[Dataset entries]
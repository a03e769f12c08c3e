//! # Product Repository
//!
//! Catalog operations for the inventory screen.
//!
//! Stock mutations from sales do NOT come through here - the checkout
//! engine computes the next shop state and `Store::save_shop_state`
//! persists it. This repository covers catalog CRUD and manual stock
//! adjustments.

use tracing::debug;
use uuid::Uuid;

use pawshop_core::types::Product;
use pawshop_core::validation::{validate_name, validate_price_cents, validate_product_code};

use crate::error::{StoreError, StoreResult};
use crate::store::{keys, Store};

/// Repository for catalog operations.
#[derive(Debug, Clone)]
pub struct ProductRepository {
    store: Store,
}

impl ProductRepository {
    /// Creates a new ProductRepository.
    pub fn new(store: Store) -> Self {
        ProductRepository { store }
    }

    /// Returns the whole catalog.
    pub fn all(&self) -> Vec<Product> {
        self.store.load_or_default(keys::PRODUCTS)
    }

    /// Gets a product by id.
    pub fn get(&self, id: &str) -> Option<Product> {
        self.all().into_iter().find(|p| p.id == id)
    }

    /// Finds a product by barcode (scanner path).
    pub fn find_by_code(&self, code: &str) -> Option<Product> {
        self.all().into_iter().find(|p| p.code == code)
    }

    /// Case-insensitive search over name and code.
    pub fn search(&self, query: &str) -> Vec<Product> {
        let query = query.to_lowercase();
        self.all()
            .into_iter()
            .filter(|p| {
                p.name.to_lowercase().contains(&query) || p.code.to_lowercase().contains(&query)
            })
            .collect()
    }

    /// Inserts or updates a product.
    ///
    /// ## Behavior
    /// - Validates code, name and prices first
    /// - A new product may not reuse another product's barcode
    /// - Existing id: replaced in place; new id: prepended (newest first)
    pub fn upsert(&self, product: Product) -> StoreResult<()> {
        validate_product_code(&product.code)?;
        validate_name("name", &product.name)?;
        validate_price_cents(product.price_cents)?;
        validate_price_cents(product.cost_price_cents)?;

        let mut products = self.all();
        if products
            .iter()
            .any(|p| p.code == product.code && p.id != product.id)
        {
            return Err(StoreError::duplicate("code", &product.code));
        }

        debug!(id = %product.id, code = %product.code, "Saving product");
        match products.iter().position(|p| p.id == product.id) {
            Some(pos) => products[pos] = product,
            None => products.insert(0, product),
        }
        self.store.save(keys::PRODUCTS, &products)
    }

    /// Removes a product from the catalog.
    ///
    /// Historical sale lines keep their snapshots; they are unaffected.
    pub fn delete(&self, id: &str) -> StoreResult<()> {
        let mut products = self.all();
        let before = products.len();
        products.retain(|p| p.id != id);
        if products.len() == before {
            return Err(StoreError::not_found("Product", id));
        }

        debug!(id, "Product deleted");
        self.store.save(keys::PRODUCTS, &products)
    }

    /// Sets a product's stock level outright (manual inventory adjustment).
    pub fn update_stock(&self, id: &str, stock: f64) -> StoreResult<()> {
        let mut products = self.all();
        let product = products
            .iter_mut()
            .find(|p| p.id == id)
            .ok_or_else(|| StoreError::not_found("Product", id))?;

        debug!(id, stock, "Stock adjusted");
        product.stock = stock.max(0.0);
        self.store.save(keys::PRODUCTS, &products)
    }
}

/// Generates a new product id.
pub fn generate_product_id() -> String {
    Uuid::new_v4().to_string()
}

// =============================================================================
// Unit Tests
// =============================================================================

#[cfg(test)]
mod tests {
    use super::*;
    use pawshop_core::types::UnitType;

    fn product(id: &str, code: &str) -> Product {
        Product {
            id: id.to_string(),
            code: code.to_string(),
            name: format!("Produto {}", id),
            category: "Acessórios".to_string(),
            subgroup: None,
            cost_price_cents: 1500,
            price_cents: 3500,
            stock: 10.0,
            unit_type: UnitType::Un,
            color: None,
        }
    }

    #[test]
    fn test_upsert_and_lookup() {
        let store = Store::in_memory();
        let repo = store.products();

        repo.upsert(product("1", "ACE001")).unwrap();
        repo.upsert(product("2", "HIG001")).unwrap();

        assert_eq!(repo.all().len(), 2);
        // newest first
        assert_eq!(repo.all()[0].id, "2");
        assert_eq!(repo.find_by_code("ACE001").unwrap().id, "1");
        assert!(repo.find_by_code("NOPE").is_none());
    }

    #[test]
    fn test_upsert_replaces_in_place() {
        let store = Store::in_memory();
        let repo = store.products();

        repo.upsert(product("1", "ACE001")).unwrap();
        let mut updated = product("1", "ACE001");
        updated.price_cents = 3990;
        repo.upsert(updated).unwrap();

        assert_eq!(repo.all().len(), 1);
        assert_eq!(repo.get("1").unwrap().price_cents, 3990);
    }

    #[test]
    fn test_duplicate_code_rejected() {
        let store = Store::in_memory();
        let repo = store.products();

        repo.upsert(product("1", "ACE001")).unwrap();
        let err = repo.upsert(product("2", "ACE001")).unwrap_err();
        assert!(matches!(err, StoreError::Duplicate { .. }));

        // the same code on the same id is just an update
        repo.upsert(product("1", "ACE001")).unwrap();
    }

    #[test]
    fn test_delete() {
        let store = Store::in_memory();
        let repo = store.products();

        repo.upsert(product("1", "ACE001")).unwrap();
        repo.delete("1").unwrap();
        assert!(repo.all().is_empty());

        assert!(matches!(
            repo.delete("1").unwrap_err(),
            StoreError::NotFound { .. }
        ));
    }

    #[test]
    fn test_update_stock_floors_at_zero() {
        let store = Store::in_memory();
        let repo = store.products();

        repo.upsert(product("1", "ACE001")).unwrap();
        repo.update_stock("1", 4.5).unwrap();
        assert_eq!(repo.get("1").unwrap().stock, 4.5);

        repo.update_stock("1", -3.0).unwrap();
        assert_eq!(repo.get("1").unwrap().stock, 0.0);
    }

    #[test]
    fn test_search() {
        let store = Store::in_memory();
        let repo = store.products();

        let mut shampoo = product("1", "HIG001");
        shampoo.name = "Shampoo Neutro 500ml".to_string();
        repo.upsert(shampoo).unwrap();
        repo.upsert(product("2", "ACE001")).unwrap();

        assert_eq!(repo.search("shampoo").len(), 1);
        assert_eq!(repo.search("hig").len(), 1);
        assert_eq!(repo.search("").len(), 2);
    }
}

TASK PROMPT: Word-for-word copies of all the records are required.

PROBLEM SOLUTION:
repository a03e769f12c08c3e
//! # Product Repository
//!
//! Catalog operations for the inventory screen.
//!
//! Stock mutations from sales do NOT come through here - the checkout
//! engine computes the next shop state and `Store::save_shop_state`
//! persists it. This repository covers catalog CRUD and manual stock
//! adjustments.

use tracing::debug;
use uuid::Uuid;

use pawshop_core::types::Product;
use pawshop_core::validation::{validate_name, validate_price_cents, validate_product_code};

use crate::error::{StoreError, StoreResult};
use crate::store::{keys, Store};

/// Repository for catalog operations.
#[derive(Debug, Clone)]
pub struct ProductRepository {
    store: Store,
}

impl ProductRepository {
    /// Creates a new ProductRepository.
    pub fn new(store: Store) -> Self {
        ProductRepository { store }
    }

    /// Returns the whole catalog.
    pub fn all(&self) -> Vec<Product> {
        self.store.load_or_default(keys::PRODUCTS)
    }

    /// Gets a product by id.
    pub fn get(&self, id: &str) -> Option<Product> {
        self.all().into_iter().find(|p| p.id == id)
    }

    /// Finds a product by barcode (scanner path).
    pub fn find_by_code(&self, code: &str) -> Option<Product> {
        self.all().into_iter().find(|p| p.code == code)
    }

    /// Case-insensitive search over name and code.
    pub fn search(&self, query: &str) -> Vec<Product> {
        let query = query.to_lowercase();
        self.all()
            .into_iter()
            .filter(|p| {
                p.name.to_lowercase().contains(&query) || p.code.to_lowercase().contains(&query)
            })
            .collect()
    }

    /// Inserts or updates a product.
    ///
    /// ## Behavior
    /// - Validates code, name and prices first
    /// - A new product may not reuse another product's barcode
    /// - Existing id: replaced in place; new id: prepended (newest first)
    pub fn upsert(&self, product: Product) -> StoreResult<()> {
        validate_product_code(&product.code)?;
        validate_name("name", &product.name)?;
        validate_price_cents(product.price_cents)?;
        validate_price_cents(product.cost_price_cents)?;

        let mut products = self.all();
        if products
            .iter()
            .any(|p| p.code == product.code && p.id != product.id)
        {
            return Err(StoreError::duplicate("code", &product.code));
        }

        debug!(id = %product.id, code = %product.code, "Saving product");
        match products.iter().position(|p| p.id == product.id) {
            Some(pos) => products[pos] = product,
            None => products.insert(0, product),
        }
        self.store.save(keys::PRODUCTS, &products)
    }

    /// Removes a product from the catalog.
    ///
    /// Historical sale lines keep their snapshots; they are unaffected.
    pub fn delete(&self, id: &str) -> StoreResult<()> {
        let mut products = self.all();
        let before = products.len();
        products.retain(|p| p.id != id);
        if products.len() == before {
            return Err(StoreError::not_found("Product", id));
        }

        debug!(id, "Product deleted");
        self.store.save(keys::PRODUCTS, &products)
    }

    /// Sets a product's stock level outright (manual inventory adjustment).
    pub fn update_stock(&self, id: &str, stock: f64) -> StoreResult<()> {
        let mut products = self.all();
        let product = products
            .iter_mut()
            .find(|p| p.id == id)
            .ok_or_else(|| StoreError::not_found("Product", id))?;

        debug!(id, stock, "Stock adjusted");
        product.stock = stock.max(0.0);
        self.store.save(keys::PRODUCTS, &products)
    }
}

/// Generates a new product id.
pub fn generate_product_id() -> String {
    Uuid::new_v4().to_string()
}

// =============================================================================
// Unit Tests
// =============================================================================

#[cfg(test)]
mod tests {
    use super::*;
    use pawshop_core::types::UnitType;

    fn product(id: &str, code: &str) -> Product {
        Product {
            id: id.to_string(),
            code: code.to_string(),
            name: format!("Produto {}", id),
            category: "Acessórios".to_string(),
            subgroup: None,
            cost_price_cents: 1500,
            price_cents: 3500,
            stock: 10.0,
            unit_type: UnitType::Un,
            color: None,
        }
    }

    #[test]
    fn test_upsert_and_lookup() {
        let store = Store::in_memory();
        let repo = store.products();

        repo.upsert(product("1", "ACE001")).unwrap();
        repo.upsert(product("2", "HIG001")).unwrap();

        assert_eq!(repo.all().len(), 2);
        // newest first
        assert_eq!(repo.all()[0].id, "2");
        assert_eq!(repo.find_by_code("ACE001").unwrap().id, "1");
        assert!(repo.find_by_code("NOPE").is_none());
    }

    #[test]
    fn test_upsert_replaces_in_place() {
        let store = Store::in_memory();
        let repo = store.products();

        repo.upsert(product("1", "ACE001")).unwrap();
        let mut updated = product("1", "ACE001");
        updated.price_cents = 3990;
        repo.upsert(updated).unwrap();

        assert_eq!(repo.all().len(), 1);
        assert_eq!(repo.get("1").unwrap().price_cents, 3990);
    }

    #[test]
    fn test_duplicate_code_rejected() {
        let store = Store::in_memory();
        let repo = store.products();

        repo.upsert(product("1", "ACE001")).unwrap();
        let err = repo.upsert(product("2", "ACE001")).unwrap_err();
        assert!(matches!(err, StoreError::Duplicate { .. }));

        // the same code on the same id is just an update
        repo.upsert(product("1", "ACE001")).unwrap();
    }

    #[test]
    fn test_delete() {
        let store = Store::in_memory();
        let repo = store.products();

        repo.upsert(product("1", "ACE001")).unwrap();
        repo.delete("1").unwrap();
        assert!(repo.all().is_empty());

        assert!(matches!(
            repo.delete("1").unwrap_err(),
            StoreError::NotFound { .. }
        ));
    }

    #[test]
    fn test_update_stock_floors_at_zero() {
        let store = Store::in_memory();
        let repo = store.products();

        repo.upsert(product("1", "ACE001")).unwrap();
        repo.update_stock("1", 4.5).unwrap();
        assert_eq!(repo.get("1").unwrap().stock, 4.5);

        repo.update_stock("1", -3.0).unwrap();
        assert_eq!(repo.get("1").unwrap().stock, 0.0);
    }

    #[test]
    fn test_search() {
        let store = Store::in_memory();
        let repo = store.products();

        let mut shampoo = product("1", "HIG001");
        shampoo.name = "Shampoo Neutro 500ml".to_string();
        repo.upsert(shampoo).unwrap();
        repo.upsert(product("2", "ACE001")).unwrap();

        assert_eq!(repo.search("shampoo").len(), 1);
        assert_eq!(repo.search("hig").len(), 1);
        assert_eq!(repo.search("").len(), 2);
    }
}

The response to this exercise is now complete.